───── SUPPLIED MATERIAL ─────
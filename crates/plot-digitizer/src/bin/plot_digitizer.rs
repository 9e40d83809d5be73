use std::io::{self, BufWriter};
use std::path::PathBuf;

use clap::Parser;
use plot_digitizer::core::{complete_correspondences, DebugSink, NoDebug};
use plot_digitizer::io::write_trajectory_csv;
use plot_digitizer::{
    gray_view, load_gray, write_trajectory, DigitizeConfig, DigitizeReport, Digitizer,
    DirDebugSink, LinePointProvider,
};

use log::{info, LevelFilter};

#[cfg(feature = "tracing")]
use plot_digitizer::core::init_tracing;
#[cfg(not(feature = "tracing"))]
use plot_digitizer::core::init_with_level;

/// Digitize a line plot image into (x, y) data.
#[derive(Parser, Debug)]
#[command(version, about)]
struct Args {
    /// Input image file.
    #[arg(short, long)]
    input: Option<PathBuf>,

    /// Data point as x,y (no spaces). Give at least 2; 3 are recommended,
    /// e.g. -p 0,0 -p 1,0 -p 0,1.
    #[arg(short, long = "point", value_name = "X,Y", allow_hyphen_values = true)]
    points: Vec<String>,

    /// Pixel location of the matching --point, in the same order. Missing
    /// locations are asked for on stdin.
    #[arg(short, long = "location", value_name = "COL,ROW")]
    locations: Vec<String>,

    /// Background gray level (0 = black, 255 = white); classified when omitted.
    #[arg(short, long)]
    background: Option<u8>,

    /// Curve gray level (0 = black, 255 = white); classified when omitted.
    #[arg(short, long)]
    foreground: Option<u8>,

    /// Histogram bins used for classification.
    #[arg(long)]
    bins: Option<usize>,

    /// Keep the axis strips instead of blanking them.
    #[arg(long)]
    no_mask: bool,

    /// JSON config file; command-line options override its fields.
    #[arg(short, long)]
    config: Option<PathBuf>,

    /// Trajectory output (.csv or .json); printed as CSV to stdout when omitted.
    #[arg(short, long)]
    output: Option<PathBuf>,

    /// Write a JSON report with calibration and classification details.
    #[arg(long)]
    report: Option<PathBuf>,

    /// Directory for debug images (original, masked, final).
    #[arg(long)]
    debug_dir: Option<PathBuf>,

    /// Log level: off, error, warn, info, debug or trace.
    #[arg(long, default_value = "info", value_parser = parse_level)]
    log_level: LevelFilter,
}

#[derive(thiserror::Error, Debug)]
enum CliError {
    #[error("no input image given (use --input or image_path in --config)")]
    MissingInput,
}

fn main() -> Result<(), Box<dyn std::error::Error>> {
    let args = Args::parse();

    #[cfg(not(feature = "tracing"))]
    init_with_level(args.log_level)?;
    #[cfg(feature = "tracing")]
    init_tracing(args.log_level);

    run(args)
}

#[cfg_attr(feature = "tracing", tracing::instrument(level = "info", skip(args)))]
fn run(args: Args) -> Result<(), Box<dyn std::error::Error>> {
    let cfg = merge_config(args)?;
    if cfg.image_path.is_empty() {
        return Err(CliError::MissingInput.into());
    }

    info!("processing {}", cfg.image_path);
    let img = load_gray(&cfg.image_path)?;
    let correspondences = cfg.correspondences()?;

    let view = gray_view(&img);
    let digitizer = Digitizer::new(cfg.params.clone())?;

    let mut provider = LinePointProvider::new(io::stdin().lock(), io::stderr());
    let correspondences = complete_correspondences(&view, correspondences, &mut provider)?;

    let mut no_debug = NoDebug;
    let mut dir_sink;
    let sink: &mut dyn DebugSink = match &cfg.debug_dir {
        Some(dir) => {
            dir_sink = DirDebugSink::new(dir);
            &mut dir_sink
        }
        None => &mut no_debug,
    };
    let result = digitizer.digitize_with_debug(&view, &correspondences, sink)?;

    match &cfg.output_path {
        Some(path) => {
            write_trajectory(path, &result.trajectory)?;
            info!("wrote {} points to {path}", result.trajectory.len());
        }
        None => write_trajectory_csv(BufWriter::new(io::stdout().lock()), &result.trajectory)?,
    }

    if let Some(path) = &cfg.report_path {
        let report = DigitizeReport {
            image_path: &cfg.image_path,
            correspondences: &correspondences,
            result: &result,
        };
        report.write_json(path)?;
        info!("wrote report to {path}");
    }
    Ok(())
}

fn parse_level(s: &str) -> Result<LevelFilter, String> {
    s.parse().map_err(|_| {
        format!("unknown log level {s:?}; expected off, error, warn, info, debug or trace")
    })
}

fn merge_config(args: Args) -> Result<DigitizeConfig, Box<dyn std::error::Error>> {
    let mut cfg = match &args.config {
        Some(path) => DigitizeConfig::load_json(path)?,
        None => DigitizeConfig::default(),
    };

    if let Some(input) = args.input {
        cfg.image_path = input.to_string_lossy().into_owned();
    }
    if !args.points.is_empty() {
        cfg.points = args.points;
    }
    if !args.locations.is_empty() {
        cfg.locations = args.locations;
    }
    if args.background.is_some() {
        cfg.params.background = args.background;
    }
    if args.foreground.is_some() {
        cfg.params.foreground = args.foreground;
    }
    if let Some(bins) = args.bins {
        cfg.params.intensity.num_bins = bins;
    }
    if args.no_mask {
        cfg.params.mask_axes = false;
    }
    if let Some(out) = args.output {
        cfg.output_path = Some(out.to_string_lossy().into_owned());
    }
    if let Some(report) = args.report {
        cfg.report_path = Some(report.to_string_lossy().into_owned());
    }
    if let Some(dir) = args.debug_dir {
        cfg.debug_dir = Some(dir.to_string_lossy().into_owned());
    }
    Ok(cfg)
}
─────
───── SUPPLIED MATERIAL ─────
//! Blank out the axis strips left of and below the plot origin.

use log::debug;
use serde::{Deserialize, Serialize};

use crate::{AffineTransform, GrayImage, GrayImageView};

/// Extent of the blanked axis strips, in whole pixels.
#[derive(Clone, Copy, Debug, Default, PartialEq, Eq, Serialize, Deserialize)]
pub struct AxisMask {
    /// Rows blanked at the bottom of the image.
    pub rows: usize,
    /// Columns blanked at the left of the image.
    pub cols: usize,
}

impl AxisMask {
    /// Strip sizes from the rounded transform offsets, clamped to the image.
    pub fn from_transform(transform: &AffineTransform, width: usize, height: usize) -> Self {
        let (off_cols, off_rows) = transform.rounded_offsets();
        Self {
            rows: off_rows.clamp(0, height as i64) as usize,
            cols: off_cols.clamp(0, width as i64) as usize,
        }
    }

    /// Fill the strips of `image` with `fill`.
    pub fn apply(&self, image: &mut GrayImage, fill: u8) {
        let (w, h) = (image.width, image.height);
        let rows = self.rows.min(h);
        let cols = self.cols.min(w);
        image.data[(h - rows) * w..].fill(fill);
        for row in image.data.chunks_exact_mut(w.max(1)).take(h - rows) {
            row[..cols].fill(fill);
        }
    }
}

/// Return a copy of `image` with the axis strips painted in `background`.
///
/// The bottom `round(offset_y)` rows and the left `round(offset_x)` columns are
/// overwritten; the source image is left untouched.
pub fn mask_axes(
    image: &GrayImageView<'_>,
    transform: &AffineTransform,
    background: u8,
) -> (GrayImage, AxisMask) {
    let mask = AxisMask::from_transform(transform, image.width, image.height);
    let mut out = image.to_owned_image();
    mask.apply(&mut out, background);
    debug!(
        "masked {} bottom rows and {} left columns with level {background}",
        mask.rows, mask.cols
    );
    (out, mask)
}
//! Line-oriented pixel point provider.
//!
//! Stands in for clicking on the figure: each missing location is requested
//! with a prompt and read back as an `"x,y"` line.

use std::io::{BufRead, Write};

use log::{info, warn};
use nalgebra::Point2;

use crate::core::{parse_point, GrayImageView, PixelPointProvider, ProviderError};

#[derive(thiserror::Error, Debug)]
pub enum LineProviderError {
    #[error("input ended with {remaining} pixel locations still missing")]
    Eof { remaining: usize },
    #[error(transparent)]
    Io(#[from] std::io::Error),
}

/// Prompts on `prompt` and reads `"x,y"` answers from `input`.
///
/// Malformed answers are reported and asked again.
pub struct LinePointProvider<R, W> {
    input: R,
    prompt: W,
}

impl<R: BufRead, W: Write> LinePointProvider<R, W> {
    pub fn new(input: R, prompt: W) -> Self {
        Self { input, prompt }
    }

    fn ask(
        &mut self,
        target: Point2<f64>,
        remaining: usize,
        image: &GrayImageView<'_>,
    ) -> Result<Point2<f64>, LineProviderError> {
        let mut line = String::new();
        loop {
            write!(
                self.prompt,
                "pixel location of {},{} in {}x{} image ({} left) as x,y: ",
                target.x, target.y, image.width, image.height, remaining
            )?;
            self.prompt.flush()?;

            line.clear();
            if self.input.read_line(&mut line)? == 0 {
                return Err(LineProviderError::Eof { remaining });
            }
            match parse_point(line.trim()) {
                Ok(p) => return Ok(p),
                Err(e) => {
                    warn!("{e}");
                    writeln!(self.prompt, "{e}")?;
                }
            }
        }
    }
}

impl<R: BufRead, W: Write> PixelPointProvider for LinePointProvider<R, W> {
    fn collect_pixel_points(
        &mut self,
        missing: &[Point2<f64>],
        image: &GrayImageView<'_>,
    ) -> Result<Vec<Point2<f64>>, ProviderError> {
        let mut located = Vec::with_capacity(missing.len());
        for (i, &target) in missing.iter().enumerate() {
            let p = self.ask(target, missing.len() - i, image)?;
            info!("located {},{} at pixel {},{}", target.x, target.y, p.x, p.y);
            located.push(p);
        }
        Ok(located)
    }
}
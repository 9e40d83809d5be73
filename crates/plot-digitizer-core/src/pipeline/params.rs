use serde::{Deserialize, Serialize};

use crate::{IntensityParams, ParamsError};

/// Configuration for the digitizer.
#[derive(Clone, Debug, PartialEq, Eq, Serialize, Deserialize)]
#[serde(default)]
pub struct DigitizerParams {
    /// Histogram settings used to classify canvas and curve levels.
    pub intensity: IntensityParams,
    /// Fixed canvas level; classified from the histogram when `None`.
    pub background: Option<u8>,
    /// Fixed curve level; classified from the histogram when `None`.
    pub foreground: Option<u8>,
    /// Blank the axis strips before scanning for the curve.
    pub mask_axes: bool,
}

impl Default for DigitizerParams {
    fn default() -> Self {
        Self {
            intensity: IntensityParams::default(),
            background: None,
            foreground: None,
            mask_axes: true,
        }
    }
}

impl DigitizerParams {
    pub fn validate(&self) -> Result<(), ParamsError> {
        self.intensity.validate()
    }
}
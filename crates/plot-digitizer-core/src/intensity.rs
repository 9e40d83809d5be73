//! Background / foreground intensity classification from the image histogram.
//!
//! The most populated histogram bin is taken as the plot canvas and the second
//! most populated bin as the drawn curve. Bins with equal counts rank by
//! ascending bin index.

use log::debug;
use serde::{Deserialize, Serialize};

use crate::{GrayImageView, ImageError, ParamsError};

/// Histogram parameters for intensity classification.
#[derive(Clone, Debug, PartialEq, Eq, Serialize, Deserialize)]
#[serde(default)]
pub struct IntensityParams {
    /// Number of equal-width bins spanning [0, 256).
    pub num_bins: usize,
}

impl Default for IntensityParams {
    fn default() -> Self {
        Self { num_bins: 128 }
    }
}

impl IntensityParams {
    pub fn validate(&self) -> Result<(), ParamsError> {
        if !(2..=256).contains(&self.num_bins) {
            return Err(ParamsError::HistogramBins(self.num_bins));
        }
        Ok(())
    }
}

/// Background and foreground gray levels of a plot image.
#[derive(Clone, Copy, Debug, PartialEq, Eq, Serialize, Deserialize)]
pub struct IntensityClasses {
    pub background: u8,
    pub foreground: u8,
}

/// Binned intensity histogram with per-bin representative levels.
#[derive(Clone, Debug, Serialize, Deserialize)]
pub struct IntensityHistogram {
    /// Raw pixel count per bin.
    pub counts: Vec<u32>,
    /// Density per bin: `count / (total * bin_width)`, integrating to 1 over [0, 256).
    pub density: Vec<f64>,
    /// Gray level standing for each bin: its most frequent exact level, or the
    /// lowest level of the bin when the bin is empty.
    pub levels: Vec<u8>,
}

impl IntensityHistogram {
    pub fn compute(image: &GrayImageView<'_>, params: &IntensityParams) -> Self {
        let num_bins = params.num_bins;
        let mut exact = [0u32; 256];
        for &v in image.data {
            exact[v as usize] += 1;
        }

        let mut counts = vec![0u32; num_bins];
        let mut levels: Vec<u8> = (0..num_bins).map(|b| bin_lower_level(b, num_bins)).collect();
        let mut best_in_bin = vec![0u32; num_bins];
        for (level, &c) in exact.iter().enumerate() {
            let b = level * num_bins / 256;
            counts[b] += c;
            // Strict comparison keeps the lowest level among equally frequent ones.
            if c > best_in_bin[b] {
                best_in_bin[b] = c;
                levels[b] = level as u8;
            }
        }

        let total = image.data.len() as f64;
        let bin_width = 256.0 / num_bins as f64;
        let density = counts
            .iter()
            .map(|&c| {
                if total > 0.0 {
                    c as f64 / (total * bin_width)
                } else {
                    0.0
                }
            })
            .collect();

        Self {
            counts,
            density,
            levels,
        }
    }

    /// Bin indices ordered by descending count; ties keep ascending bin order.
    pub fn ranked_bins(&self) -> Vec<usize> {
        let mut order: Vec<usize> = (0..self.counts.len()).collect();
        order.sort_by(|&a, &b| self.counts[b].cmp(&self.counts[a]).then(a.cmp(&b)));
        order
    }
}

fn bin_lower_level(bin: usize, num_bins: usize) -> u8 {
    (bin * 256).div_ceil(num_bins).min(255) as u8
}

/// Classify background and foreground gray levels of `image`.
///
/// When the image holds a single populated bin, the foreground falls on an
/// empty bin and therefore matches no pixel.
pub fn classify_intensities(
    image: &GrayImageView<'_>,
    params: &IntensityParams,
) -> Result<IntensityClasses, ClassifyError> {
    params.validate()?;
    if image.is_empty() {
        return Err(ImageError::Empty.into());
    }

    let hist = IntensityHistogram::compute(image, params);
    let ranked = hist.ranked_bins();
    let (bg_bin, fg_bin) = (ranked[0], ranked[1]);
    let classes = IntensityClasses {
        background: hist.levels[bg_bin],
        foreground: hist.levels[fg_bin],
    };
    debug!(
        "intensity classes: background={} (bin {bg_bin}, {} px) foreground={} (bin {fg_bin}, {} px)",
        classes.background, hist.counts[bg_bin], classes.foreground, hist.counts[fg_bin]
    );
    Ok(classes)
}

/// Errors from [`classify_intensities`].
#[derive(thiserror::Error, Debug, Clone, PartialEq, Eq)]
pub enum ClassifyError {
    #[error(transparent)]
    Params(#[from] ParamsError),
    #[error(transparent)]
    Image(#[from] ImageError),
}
─────
───── SUPPLIED MATERIAL ─────
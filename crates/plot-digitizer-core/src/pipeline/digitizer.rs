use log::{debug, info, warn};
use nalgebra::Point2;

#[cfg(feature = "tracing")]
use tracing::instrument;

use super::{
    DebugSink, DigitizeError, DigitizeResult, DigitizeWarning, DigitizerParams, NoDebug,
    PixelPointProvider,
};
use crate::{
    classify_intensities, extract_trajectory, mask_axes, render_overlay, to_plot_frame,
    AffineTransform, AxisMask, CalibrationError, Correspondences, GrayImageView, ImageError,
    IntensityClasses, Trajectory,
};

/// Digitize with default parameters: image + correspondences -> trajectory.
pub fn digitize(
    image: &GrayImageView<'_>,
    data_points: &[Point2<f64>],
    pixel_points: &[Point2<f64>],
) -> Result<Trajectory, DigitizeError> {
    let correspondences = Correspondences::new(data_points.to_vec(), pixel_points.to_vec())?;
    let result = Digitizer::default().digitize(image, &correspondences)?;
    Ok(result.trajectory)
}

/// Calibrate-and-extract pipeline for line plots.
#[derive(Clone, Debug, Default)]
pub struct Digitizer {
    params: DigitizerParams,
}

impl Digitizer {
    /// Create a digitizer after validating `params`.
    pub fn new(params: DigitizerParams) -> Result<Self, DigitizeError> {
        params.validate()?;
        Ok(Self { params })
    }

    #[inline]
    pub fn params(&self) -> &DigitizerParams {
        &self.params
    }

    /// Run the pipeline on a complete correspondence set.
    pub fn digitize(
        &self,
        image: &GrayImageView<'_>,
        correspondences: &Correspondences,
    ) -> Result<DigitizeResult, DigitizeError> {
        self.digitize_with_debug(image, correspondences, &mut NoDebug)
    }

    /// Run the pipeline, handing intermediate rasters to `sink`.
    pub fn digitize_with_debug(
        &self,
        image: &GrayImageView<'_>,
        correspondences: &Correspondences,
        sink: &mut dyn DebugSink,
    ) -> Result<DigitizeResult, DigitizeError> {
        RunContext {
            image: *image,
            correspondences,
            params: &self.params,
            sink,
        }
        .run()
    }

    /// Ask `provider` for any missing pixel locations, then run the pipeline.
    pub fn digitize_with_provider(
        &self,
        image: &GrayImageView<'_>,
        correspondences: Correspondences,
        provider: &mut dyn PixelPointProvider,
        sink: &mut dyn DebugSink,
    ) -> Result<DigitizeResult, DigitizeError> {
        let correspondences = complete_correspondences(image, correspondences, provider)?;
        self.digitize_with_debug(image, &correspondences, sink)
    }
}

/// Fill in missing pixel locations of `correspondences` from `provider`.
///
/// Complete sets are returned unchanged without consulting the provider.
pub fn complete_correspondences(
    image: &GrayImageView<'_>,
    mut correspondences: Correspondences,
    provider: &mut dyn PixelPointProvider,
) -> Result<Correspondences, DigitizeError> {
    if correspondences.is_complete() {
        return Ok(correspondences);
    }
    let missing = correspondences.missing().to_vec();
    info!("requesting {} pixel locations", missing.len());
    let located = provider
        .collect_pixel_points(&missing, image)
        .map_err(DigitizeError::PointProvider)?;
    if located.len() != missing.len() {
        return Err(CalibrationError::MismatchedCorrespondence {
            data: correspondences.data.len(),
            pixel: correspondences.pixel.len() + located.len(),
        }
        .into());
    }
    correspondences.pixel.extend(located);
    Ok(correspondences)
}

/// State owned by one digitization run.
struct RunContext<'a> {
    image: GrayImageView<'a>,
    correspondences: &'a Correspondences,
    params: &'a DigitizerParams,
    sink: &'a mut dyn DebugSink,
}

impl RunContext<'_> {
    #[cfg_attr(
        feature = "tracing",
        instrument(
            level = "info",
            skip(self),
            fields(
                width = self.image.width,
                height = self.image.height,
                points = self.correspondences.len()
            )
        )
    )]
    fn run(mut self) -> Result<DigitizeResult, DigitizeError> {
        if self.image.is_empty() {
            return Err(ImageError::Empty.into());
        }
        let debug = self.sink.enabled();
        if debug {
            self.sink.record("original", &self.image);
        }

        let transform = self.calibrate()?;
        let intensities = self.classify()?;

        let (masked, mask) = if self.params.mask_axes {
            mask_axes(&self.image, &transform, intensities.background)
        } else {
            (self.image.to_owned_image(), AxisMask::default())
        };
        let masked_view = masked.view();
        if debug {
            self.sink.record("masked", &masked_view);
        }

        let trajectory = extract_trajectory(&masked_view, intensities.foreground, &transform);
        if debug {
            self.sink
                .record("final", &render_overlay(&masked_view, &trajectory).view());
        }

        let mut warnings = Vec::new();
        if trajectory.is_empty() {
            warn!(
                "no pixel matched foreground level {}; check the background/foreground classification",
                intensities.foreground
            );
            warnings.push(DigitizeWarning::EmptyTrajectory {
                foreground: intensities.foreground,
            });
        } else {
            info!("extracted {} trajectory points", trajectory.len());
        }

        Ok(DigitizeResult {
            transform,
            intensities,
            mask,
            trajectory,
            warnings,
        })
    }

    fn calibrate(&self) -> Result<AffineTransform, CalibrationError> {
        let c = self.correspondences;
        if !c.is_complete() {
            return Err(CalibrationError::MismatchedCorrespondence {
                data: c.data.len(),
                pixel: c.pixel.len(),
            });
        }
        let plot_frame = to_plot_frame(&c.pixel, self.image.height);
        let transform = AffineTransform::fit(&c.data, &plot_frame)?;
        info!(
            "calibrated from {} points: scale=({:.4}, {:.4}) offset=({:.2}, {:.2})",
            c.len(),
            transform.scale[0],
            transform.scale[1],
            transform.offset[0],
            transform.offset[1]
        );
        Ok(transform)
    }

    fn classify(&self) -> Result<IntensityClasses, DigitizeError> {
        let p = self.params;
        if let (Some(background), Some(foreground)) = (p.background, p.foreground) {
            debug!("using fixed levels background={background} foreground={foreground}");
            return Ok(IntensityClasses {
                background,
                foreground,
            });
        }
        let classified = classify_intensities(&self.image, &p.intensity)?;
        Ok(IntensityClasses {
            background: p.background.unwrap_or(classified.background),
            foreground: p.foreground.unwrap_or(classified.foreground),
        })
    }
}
─────
▶ [REQUIRED WORK]:
Find each line in the records above that contains "strips", and copy it.

▶ [TASK SOLUTION]:
    /// Keep the axis strips instead of blanking them.
//! Blank out the axis strips left of and below the plot origin.
/// Extent of the blanked axis strips, in whole pixels.
    /// Fill the strips of `image` with `fill`.
/// Return a copy of `image` with the axis strips painted in `background`.
    /// Blank the axis strips before scanning for the curve.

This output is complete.